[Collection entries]

......

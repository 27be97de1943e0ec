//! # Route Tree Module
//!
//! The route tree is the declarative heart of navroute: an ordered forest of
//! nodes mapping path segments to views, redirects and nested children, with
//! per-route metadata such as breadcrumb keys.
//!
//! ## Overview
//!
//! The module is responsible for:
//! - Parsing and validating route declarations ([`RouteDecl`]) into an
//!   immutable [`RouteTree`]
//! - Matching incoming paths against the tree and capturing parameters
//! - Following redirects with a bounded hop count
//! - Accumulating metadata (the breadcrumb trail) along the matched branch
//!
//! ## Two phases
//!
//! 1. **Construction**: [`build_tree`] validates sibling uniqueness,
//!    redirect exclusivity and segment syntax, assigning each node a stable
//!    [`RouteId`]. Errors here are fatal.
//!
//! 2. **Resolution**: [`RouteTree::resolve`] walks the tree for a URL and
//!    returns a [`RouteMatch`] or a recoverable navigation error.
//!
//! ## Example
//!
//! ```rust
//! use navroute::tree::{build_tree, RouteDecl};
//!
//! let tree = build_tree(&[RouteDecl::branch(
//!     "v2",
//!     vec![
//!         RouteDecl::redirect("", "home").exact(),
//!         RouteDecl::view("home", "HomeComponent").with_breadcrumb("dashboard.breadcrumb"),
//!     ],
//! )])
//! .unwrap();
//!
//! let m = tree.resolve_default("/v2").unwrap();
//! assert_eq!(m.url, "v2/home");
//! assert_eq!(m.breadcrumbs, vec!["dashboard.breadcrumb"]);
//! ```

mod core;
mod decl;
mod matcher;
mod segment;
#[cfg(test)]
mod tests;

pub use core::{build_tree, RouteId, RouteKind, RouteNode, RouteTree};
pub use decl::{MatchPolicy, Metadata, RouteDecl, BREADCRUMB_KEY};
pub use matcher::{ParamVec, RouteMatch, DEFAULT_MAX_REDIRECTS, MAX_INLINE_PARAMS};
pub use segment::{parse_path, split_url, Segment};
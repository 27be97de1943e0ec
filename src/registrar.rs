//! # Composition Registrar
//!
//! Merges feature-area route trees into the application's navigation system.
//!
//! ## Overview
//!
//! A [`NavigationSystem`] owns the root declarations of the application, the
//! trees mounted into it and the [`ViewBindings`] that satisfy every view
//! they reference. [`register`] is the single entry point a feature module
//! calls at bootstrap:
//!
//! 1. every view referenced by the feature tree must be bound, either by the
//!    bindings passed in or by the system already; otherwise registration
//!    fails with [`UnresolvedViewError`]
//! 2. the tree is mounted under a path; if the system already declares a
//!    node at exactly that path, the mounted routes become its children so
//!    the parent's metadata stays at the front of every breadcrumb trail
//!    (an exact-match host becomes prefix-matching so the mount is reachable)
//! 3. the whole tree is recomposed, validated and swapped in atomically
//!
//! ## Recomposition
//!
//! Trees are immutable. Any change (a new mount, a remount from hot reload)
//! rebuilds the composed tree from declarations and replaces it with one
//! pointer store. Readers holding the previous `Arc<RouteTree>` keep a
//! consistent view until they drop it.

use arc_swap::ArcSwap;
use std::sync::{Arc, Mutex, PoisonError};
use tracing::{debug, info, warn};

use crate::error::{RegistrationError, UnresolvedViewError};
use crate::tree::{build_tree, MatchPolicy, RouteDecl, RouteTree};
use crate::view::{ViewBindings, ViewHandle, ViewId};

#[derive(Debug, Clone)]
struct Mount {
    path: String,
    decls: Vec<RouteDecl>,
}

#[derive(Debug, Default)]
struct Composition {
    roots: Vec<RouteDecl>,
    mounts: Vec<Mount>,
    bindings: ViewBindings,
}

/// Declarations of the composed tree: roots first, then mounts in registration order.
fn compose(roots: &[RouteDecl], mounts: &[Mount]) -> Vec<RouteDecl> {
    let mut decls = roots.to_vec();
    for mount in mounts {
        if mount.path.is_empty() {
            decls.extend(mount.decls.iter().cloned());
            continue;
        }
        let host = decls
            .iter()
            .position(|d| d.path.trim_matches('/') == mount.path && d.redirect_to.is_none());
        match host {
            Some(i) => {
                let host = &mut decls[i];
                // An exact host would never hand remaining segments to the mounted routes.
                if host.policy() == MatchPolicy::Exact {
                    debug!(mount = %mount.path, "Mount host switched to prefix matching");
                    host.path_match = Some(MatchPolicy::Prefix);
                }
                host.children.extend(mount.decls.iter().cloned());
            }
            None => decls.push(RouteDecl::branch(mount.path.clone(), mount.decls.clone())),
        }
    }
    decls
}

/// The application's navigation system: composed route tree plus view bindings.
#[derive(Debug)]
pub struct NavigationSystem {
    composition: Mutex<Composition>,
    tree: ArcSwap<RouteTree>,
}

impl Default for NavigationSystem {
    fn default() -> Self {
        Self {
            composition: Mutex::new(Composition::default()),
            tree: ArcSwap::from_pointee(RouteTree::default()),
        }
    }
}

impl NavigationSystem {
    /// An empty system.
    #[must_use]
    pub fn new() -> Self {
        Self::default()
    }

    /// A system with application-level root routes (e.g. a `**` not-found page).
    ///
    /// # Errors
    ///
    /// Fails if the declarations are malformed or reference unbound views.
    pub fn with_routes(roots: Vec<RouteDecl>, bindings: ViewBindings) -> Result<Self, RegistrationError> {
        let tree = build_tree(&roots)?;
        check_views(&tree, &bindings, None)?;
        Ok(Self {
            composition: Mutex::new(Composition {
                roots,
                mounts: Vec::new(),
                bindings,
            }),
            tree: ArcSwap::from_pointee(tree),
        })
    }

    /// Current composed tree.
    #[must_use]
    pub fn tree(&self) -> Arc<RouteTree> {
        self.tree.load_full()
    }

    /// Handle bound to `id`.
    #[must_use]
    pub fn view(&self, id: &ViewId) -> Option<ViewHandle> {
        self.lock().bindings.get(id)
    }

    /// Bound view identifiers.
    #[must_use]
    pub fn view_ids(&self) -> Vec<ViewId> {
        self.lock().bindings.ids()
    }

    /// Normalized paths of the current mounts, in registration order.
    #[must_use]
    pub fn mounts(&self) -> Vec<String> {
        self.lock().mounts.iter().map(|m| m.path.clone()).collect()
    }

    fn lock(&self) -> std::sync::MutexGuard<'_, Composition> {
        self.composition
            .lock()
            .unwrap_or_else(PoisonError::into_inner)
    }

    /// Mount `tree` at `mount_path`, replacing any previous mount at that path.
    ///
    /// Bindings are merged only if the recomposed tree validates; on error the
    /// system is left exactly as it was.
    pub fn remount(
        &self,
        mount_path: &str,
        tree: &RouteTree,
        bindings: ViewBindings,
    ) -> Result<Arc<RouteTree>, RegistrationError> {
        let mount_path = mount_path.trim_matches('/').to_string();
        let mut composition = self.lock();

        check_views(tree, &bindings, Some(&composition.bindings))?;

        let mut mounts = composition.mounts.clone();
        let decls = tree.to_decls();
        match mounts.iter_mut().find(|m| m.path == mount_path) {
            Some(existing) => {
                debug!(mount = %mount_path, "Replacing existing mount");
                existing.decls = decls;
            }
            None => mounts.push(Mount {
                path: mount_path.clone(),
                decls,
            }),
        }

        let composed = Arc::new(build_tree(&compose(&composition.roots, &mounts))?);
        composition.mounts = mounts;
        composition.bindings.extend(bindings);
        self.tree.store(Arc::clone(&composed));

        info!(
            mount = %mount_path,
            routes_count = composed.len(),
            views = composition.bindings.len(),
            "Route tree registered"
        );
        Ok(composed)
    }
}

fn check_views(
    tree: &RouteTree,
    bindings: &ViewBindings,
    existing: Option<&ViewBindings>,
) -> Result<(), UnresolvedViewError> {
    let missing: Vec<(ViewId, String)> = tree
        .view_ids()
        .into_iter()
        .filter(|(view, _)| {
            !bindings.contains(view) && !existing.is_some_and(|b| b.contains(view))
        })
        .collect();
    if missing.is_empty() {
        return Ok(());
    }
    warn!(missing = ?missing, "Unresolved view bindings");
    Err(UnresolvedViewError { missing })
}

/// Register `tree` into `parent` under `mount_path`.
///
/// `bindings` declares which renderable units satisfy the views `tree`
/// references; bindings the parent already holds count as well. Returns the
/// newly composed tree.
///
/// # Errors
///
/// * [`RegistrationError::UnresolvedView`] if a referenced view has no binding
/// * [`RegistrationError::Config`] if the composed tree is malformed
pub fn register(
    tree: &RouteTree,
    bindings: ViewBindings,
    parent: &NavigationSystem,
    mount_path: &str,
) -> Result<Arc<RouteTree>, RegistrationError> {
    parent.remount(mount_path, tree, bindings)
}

......

WHAT YOU WILL DO
Set down again, word for word, the stretch of records from the line with "application's navigation system." to the line with "its children so", both of those lines included.

RESPONSE TO THE TASK
//! Merges feature-area route trees into the application's navigation system.
//!
//! ## Overview
//!
//! A [`NavigationSystem`] owns the root declarations of the application, the
//! trees mounted into it and the [`ViewBindings`] that satisfy every view
//! they reference. [`register`] is the single entry point a feature module
//! calls at bootstrap:
//!
//! 1. every view referenced by the feature tree must be bound, either by the
//!    bindings passed in or by the system already; otherwise registration
//!    fails with [`UnresolvedViewError`]
//! 2. the tree is mounted under a path; if the system already declares a
//!    node at exactly that path, the mounted routes become its children so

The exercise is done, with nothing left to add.